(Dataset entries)
########

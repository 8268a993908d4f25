use crate::db::store::{BudgetStore, CategoryRecord, ItemRecord, NewCategory, NewItem, default_items};
use crate::models::budget::DefaultCategory;
use rusqlite::types::Type;
use rusqlite::{Connection, params};
use rust_decimal::Decimal;
use std::collections::HashMap;
use std::str::FromStr;
use uuid::Uuid;

pub struct SqliteBudgetStore {
    conn: Connection,
    user_id: Option<String>,
}

impl SqliteBudgetStore {
    pub fn new(conn: Connection, user_id: Option<String>) -> Self {
        Self { conn, user_id }
    }

    fn signed_in_user(&self) -> Result<&str, String> {
        self.user_id
            .as_deref()
            .ok_or_else(|| "Not signed in".to_string())
    }
}

impl BudgetStore for SqliteBudgetStore {
    fn current_user(&self) -> Option<String> {
        self.user_id.clone()
    }

    fn list_categories(&self, user_id: &str) -> Result<Vec<CategoryRecord>, String> {
        list_categories(&self.conn, user_id)
    }

    fn insert_category(&self, category: &NewCategory) -> Result<String, String> {
        insert_category(&self.conn, category)
    }

    fn insert_items(&self, items: &[NewItem]) -> Result<(), String> {
        insert_items(&self.conn, items)
    }

    fn update_item_amount(&self, item_id: &str, amount: Decimal) -> Result<(), String> {
        update_item_amount(&self.conn, self.signed_in_user()?, item_id, &amount)
    }

    fn update_item_fixed(&self, item_id: &str, is_fixed: bool) -> Result<(), String> {
        update_item_fixed(&self.conn, self.signed_in_user()?, item_id, is_fixed)
    }

    fn seed_defaults(&self, user_id: &str, defaults: &[DefaultCategory]) -> Result<usize, String> {
        let tx = self
            .conn
            .unchecked_transaction()
            .map_err(|e| format!("Failed to start transaction: {}", e))?;

        // Another session may have seeded since our last read.
        if count_categories(&tx, user_id)? > 0 {
            return Ok(0);
        }

        for (index, category) in defaults.iter().enumerate() {
            let category_id = insert_category(
                &tx,
                &NewCategory {
                    user_id: user_id.to_string(),
                    name: category.name.to_string(),
                    display_order: index as i64,
                },
            )?;
            insert_items(&tx, &default_items(&category_id, category))?;
        }

        tx.commit()
            .map_err(|e| format!("Failed to commit initial budget: {}", e))?;
        Ok(defaults.len())
    }
}

fn parse_decimal(idx: usize, raw: &str) -> rusqlite::Result<Decimal> {
    Decimal::from_str(raw).map_err(|e| rusqlite::Error::FromSqlConversionFailure(idx, Type::Text, Box::new(e)))
}

fn parse_optional_decimal(idx: usize, raw: Option<String>) -> rusqlite::Result<Option<Decimal>> {
    raw.map(|value| parse_decimal(idx, &value)).transpose()
}

pub fn count_categories(conn: &Connection, user_id: &str) -> Result<i64, String> {
    conn.query_row(
        "SELECT COUNT(*) FROM budget_categories WHERE user_id = ?1",
        [user_id],
        |row| row.get(0),
    )
    .map_err(|e| format!("Failed to count categories: {}", e))
}

pub fn list_categories(conn: &Connection, user_id: &str) -> Result<Vec<CategoryRecord>, String> {
    let mut items_by_category = list_items(conn, user_id)?;

    let mut stmt = conn
        .prepare(
            "SELECT id, name, display_order FROM budget_categories \n             WHERE user_id = ?1 ORDER BY COALESCE(display_order, 0) ASC, rowid ASC",
        )
        .map_err(|e| format!("Failed to prepare statement: {}", e))?;

    let category_iter = stmt
        .query_map([user_id], |row| {
            Ok(CategoryRecord {
                id: row.get(0)?,
                name: row.get(1)?,
                display_order: row.get(2)?,
                items: Vec::new(),
            })
        })
        .map_err(|e| format!("Failed to query categories: {}", e))?;

    let mut categories = Vec::new();
    for category in category_iter {
        let mut category = category.map_err(|e| format!("Failed to parse category: {}", e))?;
        category.items = items_by_category.remove(&category.id).unwrap_or_default();
        categories.push(category);
    }
    Ok(categories)
}

fn list_items(conn: &Connection, user_id: &str) -> Result<HashMap<String, Vec<ItemRecord>>, String> {
    let mut stmt = conn
        .prepare(
            "SELECT i.id, i.category_id, i.name, i.amount, i.planned_amount, i.actual_amount, i.is_fixed, i.display_order \n             FROM budget_items i JOIN budget_categories c ON c.id = i.category_id \n             WHERE c.user_id = ?1 ORDER BY i.rowid ASC",
        )
        .map_err(|e| format!("Failed to prepare statement: {}", e))?;

    let item_iter = stmt
        .query_map([user_id], |row| {
            let category_id: String = row.get(1)?;
            let amount_str: String = row.get(3)?;
            Ok((
                category_id,
                ItemRecord {
                    id: row.get(0)?,
                    name: row.get(2)?,
                    amount: parse_decimal(3, &amount_str)?,
                    planned_amount: parse_optional_decimal(4, row.get(4)?)?,
                    actual_amount: parse_optional_decimal(5, row.get(5)?)?,
                    is_fixed: row.get(6)?,
                    display_order: row.get(7)?,
                },
            ))
        })
        .map_err(|e| format!("Failed to query budget items: {}", e))?;

    let mut items: HashMap<String, Vec<ItemRecord>> = HashMap::new();
    for item in item_iter {
        let (category_id, item) = item.map_err(|e| format!("Failed to parse budget item: {}", e))?;
        items.entry(category_id).or_default().push(item);
    }
    Ok(items)
}

pub fn insert_category(conn: &Connection, category: &NewCategory) -> Result<String, String> {
    let id = Uuid::new_v4().to_string();
    conn.execute(
        "INSERT INTO budget_categories (id, user_id, name, display_order) VALUES (?1, ?2, ?3, ?4)",
        params![&id, &category.user_id, &category.name, category.display_order],
    )
    .map_err(|e| format!("Failed to insert category: {}", e))?;
    Ok(id)
}

pub fn insert_items(conn: &Connection, items: &[NewItem]) -> Result<(), String> {
    let mut stmt = conn
        .prepare(
            "INSERT INTO budget_items (id, category_id, name, amount, planned_amount, is_fixed, display_order) \n             VALUES (?1, ?2, ?3, ?4, ?5, ?6, ?7)",
        )
        .map_err(|e| format!("Failed to prepare statement: {}", e))?;

    for item in items {
        stmt.execute(params![
            Uuid::new_v4().to_string(),
            &item.category_id,
            &item.name,
            item.amount.to_string(),
            item.planned_amount.map(|p| p.to_string()),
            item.is_fixed,
            item.display_order,
        ])
        .map_err(|e| format!("Failed to insert budget item '{}': {}", item.name, e))?;
    }
    Ok(())
}

// Items are only writable through a category owned by `user_id`.
const OWNED_ITEM: &str = "id = ?2 AND category_id IN (SELECT id FROM budget_categories WHERE user_id = ?3)";

pub fn update_item_amount(conn: &Connection, user_id: &str, item_id: &str, amount: &Decimal) -> Result<(), String> {
    let rows = conn
        .execute(
            &format!("UPDATE budget_items SET actual_amount = ?1 WHERE {}", OWNED_ITEM),
            params![amount.to_string(), item_id, user_id],
        )
        .map_err(|e| format!("Failed to update budget item: {}", e))?;

    if rows == 0 {
        return Err(format!("Budget item with ID {} not found", item_id));
    }
    Ok(())
}

pub fn update_item_fixed(conn: &Connection, user_id: &str, item_id: &str, is_fixed: bool) -> Result<(), String> {
    let rows = conn
        .execute(
            &format!("UPDATE budget_items SET is_fixed = ?1 WHERE {}", OWNED_ITEM),
            params![is_fixed, item_id, user_id],
        )
        .map_err(|e| format!("Failed to update budget item: {}", e))?;

    if rows == 0 {
        return Err(format!("Budget item with ID {} not found", item_id));
    }
    Ok(())
}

########

Prompt
All the lines that hold the word "index" must appear in the answer, copied from the records.

Problem solution
        for (index, category) in defaults.iter().enumerate() {
                    display_order: index as i64,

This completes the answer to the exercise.